Since their inception in Ancient Egypt, (Rose, 2009) zoos have a place in our society, and always will. They are living museums of the saga of all natural life; bearing witness to a countless parade of evolutional history. The public has an unalienable right to experience these ecological wonders in a safe, welcoming environment.
A. Education of the Masses
Zoos provide an invaluable service to the general public. Aside from being a fabulous source of entertainment on a sunny, summer afternoon, zoological gardens are a wondrous place for discovery and learning, regardless of age. Not many children are fortunate enough to travel extensively in their early years, and without the benefit of zoos, it’s reasonable to assume that many children would never see a lion, or a hippo, or a kangaroo. For example: up until I was five years old, before I personally witnessed a giraffe at the San Diego Zoo, I assumed that something that tall and bizarre looking could not be real, and therefore must have been exaggerated in books and encyclopedias.

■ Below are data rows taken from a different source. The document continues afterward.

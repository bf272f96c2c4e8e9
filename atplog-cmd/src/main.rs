mod report;

use std::io::stderr;
use std::path::PathBuf;

use anyhow::{Context, Result};
use clap::Parser;
use tracing::debug;
use tracing_subscriber::EnvFilter;

/// Recover timestamped event records from an onboard ATP telemetry log.
///
/// The log format has no reliable record framing, so records are located by
/// probing every byte offset past the 16-byte file header and accepting
/// windows whose embedded timestamp decodes to a plausible calendar date.
/// Expect some noise on heavily corrupted inputs.
#[derive(Parser)]
#[command(version, about)]
struct Cli {
    /// Input telemetry log file.
    input: PathBuf,

    /// Enable per-window diagnostic tracing on stderr.
    #[arg(short, long, action)]
    verbose: bool,

    /// Maximum number of records to show in the listing.
    #[arg(short = 'n', long, default_value_t = 10, value_name = "count")]
    count: usize,

    /// Output format
    #[arg(short, long, default_value = "text")]
    format: report::Format,
}

fn main() -> Result<()> {
    let cli = Cli::parse();

    let default_level = if cli.verbose { "trace" } else { "info" };
    tracing_subscriber::fmt()
        .with_target(false)
        .with_writer(stderr)
        .with_ansi(false)
        .without_time()
        .with_env_filter(
            EnvFilter::try_from_env("ATPLOG_LOG")
                .unwrap_or_else(|_| EnvFilter::new(default_level)),
        )
        .init();

    debug!("{} {}", env!("CARGO_PKG_NAME"), env!("CARGO_PKG_VERSION"));

    let records = atplog::scan_file(&cli.input)
        .with_context(|| format!("scanning {:?}", cli.input))?;

    report::report(&cli.input, &records, cli.count, &cli.format)
}
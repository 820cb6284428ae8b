use serde_json::{Map, Value};
use thiserror::Error;

const DEFAULT_EVENT_NAME: &str = "message";

#[derive(Debug, Clone, PartialEq, Eq, Error)]
pub enum FrameError {
    #[error("frame decode failed: {0}")]
    Decode(String),
    #[error("frame is not an event object: {0}")]
    Shape(String),
}

/// A named event received on a streaming subscription.
#[derive(Debug, Clone, PartialEq)]
pub struct StreamMessage {
    pub event: String,
    pub data: Value,
    pub ts: Option<i64>,
}

/// Parses one inbound text frame.
///
/// Accepts `{"event": name, "data": ..}` (also `type`/`payload`) or a
/// two-element `[name, data]` array. Frames have no size bound.
pub fn decode_stream_frame(text: &str) -> Result<StreamMessage, FrameError> {
    let value: Value =
        serde_json::from_str(text.trim()).map_err(|err| FrameError::Decode(err.to_string()))?;
    match value {
        Value::Object(map) => Ok(message_from_object(map)),
        Value::Array(mut items) if items.len() == 2 && items[0].is_string() => {
            let data = items.pop().unwrap_or(Value::Null);
            let event = items
                .pop()
                .and_then(|name| name.as_str().map(str::to_string))
                .unwrap_or_else(|| DEFAULT_EVENT_NAME.to_string());
            Ok(StreamMessage {
                event,
                data,
                ts: None,
            })
        }
        other => Err(FrameError::Shape(kind_name(&other).to_string())),
    }
}

fn message_from_object(mut map: Map<String, Value>) -> StreamMessage {
    let event = ["event", "type", "name"]
        .iter()
        .find_map(|key| match map.get(*key) {
            Some(Value::String(name)) if !name.trim().is_empty() => Some(name.clone()),
            _ => None,
        })
        .unwrap_or_else(|| DEFAULT_EVENT_NAME.to_string());
    let ts = map.get("ts").and_then(Value::as_i64);
    let data = ["data", "payload"]
        .iter()
        .find_map(|key| map.remove(*key))
        .unwrap_or(Value::Object(map));
    StreamMessage { event, data, ts }
}

fn kind_name(value: &Value) -> &'static str {
    match value {
        Value::Null => "null",
        Value::Bool(_) => "bool",
        Value::Number(_) => "number",
        Value::String(_) => "string",
        Value::Array(_) => "array",
        Value::Object(_) => "object",
    }
}

#[cfg(test)]
mod tests {
    use super::*;
    use serde_json::json;

    #[test]
    fn object_frames_use_event_and_data() {
        let message =
            decode_stream_frame(r#"{"event":"actuator","data":{"id":1},"ts":99}"#).expect("decode");
        assert_eq!(message.event, "actuator");
        assert_eq!(message.data, json!({"id": 1}));
        assert_eq!(message.ts, Some(99));
    }

    #[test]
    fn type_payload_aliases_are_accepted() {
        let message =
            decode_stream_frame(r#"{"type":"vibration","payload":[1,2,3]}"#).expect("decode");
        assert_eq!(message.event, "vibration");
        assert_eq!(message.data, json!([1, 2, 3]));
    }

    #[test]
    fn bare_objects_become_message_events() {
        let message = decode_stream_frame(r#"{"id":3,"S1":1}"#).expect("decode");
        assert_eq!(message.event, "message");
        assert_eq!(message.data, json!({"id": 3, "S1": 1}));
    }

    #[test]
    fn array_frames_carry_name_and_data() {
        let message = decode_stream_frame(r#"["heartbeat", {"ok": true}]"#).expect("decode");
        assert_eq!(message.event, "heartbeat");
        assert_eq!(message.data, json!({"ok": true}));
    }

    #[test]
    fn malformed_frames_are_errors() {
        assert!(matches!(
            decode_stream_frame("{not json"),
            Err(FrameError::Decode(_))
        ));
        assert!(matches!(
            decode_stream_frame("42"),
            Err(FrameError::Shape(_))
        ));
        assert!(matches!(
            decode_stream_frame(r#"[1, 2]"#),
            Err(FrameError::Shape(_))
        ));
    }
}
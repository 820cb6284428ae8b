use futures_util::future::BoxFuture;
use futures_util::{stream, FutureExt, StreamExt};
use std::collections::{HashMap, VecDeque};
use std::sync::atomic::{AtomicUsize, Ordering};
use std::sync::{Arc, Mutex};
use tokio::sync::mpsc;
use url::Url;

use crate::transport::{Connector, FrameStream, TransportError};

pub(crate) type FrameSender = mpsc::UnboundedSender<Result<String, TransportError>>;

pub(crate) enum Script {
    Fail,
    Open(mpsc::UnboundedReceiver<Result<String, TransportError>>),
}

impl Script {
    /// A connection that stays open until the returned sender is dropped.
    pub(crate) fn open() -> (FrameSender, Script) {
        let (tx, rx) = mpsc::unbounded_channel();
        (tx, Script::Open(rx))
    }
}

/// Plays back connection outcomes per channel; an exhausted script fails.
#[derive(Default)]
pub(crate) struct ScriptedConnector {
    scripts: Mutex<HashMap<String, VecDeque<Script>>>,
    attempts: AtomicUsize,
    attempts_by_channel: Mutex<HashMap<String, usize>>,
}

impl ScriptedConnector {
    pub(crate) fn new(scripts: Vec<Script>) -> Arc<Self> {
        Self::routed(vec![("*", scripts)])
    }

    pub(crate) fn routed(routes: Vec<(&str, Vec<Script>)>) -> Arc<Self> {
        let scripts = routes
            .into_iter()
            .map(|(channel, scripts)| (channel.to_string(), scripts.into_iter().collect()))
            .collect();
        Arc::new(Self {
            scripts: Mutex::new(scripts),
            ..Self::default()
        })
    }

    pub(crate) fn attempts(&self) -> usize {
        self.attempts.load(Ordering::SeqCst)
    }

    pub(crate) fn attempts_for(&self, channel: &str) -> usize {
        self.attempts_by_channel
            .lock()
            .expect("attempts lock")
            .get(channel)
            .copied()
            .unwrap_or(0)
    }
}

fn channel_of(url: &Url) -> String {
    url.query_pairs()
        .find(|(key, _)| key == "channel")
        .map(|(_, value)| value.into_owned())
        .unwrap_or_else(|| "all".to_string())
}

impl Connector for ScriptedConnector {
    fn connect(&self, url: &Url) -> BoxFuture<'static, Result<FrameStream, TransportError>> {
        self.attempts.fetch_add(1, Ordering::SeqCst);
        let channel = channel_of(url);
        *self
            .attempts_by_channel
            .lock()
            .expect("attempts lock")
            .entry(channel.clone())
            .or_default() += 1;
        let next = {
            let mut scripts = self.scripts.lock().expect("script lock");
            let key = if scripts.contains_key(&channel) {
                channel
            } else {
                "*".to_string()
            };
            scripts.get_mut(&key).and_then(VecDeque::pop_front)
        };
        async move {
            match next {
                Some(Script::Open(rx)) => {
                    let frames = stream::unfold(rx, |mut rx| async move {
                        rx.recv().await.map(|item| (item, rx))
                    });
                    Ok(frames.boxed())
                }
                Some(Script::Fail) | None => {
                    Err(TransportError::Connect("scripted refusal".to_string()))
                }
            }
        }
        .boxed()
    }
}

Not only do zoos instruct the citizens of the world that giraffes are, indeed, eccentrically huge, but they also provide a connection you cannot glean from a book or the Internet, as Jack Hanna, leading animal expert and Director Emeritus of the Columbus Zoo, points out:
After a fun experience at the zoo, people leave with a newfound knowledge and understanding. How are they going to learn these things if they don’t get to see the animals? Zoos and aquariums give people an appreciation for the animals. They need to see, listen to, and smell an elephant. Viewing an animal on TV does not give a person the same kind of love and respect for the creature as seeing it in person does.
People form connections with actual things they can see, hear, smell and touch. Zoos can also use these connections people form to...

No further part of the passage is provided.